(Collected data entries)
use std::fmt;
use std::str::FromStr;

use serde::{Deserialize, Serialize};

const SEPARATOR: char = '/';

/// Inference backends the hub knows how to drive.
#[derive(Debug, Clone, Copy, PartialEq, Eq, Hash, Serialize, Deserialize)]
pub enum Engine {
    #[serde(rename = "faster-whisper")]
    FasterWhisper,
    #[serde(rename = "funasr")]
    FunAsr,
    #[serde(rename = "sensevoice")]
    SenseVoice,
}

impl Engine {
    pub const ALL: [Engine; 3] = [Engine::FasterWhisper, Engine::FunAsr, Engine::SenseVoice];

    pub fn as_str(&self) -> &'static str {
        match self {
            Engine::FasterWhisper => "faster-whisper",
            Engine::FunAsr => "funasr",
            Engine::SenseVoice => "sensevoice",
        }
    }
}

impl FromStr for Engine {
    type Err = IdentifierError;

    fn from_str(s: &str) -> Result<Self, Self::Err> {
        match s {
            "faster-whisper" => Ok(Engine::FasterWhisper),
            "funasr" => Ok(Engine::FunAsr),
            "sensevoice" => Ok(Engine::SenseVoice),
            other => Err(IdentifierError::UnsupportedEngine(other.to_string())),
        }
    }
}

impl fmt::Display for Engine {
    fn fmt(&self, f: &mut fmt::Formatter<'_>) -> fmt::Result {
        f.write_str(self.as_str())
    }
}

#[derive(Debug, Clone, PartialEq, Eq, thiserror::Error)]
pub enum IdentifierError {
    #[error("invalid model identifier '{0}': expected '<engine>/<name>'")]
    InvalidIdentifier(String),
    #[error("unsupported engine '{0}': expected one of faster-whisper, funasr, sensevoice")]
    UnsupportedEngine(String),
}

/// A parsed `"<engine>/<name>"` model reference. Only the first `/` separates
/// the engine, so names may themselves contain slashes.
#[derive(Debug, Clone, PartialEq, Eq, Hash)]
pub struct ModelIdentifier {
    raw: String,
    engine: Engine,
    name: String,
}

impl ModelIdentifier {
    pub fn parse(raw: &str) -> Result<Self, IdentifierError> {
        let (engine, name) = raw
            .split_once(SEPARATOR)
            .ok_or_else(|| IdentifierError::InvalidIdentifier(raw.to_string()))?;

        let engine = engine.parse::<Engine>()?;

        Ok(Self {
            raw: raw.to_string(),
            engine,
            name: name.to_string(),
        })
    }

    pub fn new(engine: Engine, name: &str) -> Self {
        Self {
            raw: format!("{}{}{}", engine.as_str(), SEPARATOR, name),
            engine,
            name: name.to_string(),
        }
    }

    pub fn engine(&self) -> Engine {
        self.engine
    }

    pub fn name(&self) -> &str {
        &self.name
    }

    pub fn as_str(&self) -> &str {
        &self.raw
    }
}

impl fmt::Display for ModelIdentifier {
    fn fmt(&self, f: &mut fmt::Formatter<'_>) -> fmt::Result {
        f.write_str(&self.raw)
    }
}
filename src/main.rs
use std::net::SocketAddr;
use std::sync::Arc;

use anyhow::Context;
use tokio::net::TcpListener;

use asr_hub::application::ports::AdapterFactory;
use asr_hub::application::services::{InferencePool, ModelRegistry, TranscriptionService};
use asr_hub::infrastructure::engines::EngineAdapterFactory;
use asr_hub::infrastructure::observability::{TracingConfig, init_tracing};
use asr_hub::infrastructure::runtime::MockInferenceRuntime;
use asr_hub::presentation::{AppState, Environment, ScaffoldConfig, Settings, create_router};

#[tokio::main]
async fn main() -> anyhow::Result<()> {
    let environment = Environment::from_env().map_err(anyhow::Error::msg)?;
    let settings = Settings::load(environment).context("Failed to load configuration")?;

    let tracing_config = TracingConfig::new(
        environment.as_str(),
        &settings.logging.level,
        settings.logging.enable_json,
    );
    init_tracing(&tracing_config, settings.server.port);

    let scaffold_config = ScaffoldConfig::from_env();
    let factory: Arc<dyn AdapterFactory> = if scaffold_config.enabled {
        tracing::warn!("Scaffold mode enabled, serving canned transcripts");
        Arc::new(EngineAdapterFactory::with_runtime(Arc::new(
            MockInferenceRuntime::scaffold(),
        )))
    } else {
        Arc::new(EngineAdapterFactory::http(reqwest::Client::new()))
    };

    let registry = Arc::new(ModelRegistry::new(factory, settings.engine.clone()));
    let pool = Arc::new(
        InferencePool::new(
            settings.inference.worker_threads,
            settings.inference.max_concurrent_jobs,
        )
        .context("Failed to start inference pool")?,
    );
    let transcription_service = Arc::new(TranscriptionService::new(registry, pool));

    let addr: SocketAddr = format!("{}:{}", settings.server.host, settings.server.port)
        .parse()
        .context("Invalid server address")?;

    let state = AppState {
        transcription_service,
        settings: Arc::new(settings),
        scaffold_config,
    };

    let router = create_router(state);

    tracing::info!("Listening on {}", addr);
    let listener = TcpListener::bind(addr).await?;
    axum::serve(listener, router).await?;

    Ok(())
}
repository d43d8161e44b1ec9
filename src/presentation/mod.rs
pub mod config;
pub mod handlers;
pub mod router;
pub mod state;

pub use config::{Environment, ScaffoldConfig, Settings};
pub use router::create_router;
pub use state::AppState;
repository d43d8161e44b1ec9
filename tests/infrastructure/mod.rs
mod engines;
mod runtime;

* * *

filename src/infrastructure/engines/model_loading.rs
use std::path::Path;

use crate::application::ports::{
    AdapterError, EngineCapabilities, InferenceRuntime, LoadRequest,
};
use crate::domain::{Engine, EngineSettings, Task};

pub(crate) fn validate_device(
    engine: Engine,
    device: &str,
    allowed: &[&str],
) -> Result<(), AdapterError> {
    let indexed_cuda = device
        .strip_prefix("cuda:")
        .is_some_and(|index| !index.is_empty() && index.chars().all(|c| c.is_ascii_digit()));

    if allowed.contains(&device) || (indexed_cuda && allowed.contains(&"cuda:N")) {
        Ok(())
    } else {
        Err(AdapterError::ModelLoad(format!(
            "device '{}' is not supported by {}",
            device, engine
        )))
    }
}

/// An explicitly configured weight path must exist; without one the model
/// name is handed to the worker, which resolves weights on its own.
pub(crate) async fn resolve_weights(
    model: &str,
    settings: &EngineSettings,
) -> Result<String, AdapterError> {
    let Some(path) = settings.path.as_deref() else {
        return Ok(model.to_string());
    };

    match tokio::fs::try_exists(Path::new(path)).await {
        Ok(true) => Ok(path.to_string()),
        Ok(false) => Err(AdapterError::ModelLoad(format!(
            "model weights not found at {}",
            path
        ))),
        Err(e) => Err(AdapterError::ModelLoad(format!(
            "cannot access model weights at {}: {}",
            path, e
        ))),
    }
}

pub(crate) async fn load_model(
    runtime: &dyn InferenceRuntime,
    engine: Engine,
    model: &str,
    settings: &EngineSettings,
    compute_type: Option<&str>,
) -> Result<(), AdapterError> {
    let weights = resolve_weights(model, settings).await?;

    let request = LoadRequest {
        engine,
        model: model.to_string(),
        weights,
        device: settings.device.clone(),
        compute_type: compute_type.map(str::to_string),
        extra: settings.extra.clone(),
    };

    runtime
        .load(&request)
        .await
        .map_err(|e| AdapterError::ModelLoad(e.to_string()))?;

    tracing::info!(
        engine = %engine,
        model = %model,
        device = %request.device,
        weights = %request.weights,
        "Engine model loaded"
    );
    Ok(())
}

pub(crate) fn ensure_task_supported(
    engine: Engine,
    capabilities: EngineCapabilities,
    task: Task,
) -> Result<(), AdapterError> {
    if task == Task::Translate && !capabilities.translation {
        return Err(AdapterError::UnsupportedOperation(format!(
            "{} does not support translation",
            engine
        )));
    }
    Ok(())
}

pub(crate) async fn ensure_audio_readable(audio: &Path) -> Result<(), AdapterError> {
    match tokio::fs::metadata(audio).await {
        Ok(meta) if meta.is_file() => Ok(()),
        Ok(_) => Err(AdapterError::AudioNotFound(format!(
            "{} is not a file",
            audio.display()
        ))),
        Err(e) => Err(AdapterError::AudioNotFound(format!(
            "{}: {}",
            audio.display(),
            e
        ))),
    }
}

WORK REQUIRED: Using the records given above, list every line that includes the word "IdentifierError".

ANSWER AREA:
    type Err = IdentifierError;
            other => Err(IdentifierError::UnsupportedEngine(other.to_string())),
pub enum IdentifierError {
    pub fn parse(raw: &str) -> Result<Self, IdentifierError> {
            .ok_or_else(|| IdentifierError::InvalidIdentifier(raw.to_string()))?;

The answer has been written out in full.